• [EXERCISE BRIEF]
Return every line below exactly, leaving nothing out.

□ □ □ □

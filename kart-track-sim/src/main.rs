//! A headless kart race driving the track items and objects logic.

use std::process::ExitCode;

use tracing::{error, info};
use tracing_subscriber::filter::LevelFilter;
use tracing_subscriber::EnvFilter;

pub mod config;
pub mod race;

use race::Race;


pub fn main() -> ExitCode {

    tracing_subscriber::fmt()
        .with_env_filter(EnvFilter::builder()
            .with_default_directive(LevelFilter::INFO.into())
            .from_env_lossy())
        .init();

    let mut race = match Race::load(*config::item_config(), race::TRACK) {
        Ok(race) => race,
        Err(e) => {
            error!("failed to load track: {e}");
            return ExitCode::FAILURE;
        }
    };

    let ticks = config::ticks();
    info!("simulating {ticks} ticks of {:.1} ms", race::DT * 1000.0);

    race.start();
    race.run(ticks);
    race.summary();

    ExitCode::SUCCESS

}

□ □ □ □

• [ANSWER SECTION]
filename kart-track-sim/src/main.rs
//! A headless kart race driving the track items and objects logic.

use std::process::ExitCode;

use tracing::{error, info};
use tracing_subscriber::filter::LevelFilter;
use tracing_subscriber::EnvFilter;

pub mod config;
pub mod race;

use race::Race;


pub fn main() -> ExitCode {

    tracing_subscriber::fmt()
        .with_env_filter(EnvFilter::builder()
            .with_default_directive(LevelFilter::INFO.into())
            .from_env_lossy())
        .init();

    let mut race = match Race::load(*config::item_config(), race::TRACK) {
        Ok(race) => race,
        Err(e) => {
            error!("failed to load track: {e}");
            return ExitCode::FAILURE;
        }
    };

    let ticks = config::ticks();
    info!("simulating {ticks} ticks of {:.1} ms", race::DT * 1000.0);

    race.start();
    race.run(ticks);
    race.summary();

    ExitCode::SUCCESS

}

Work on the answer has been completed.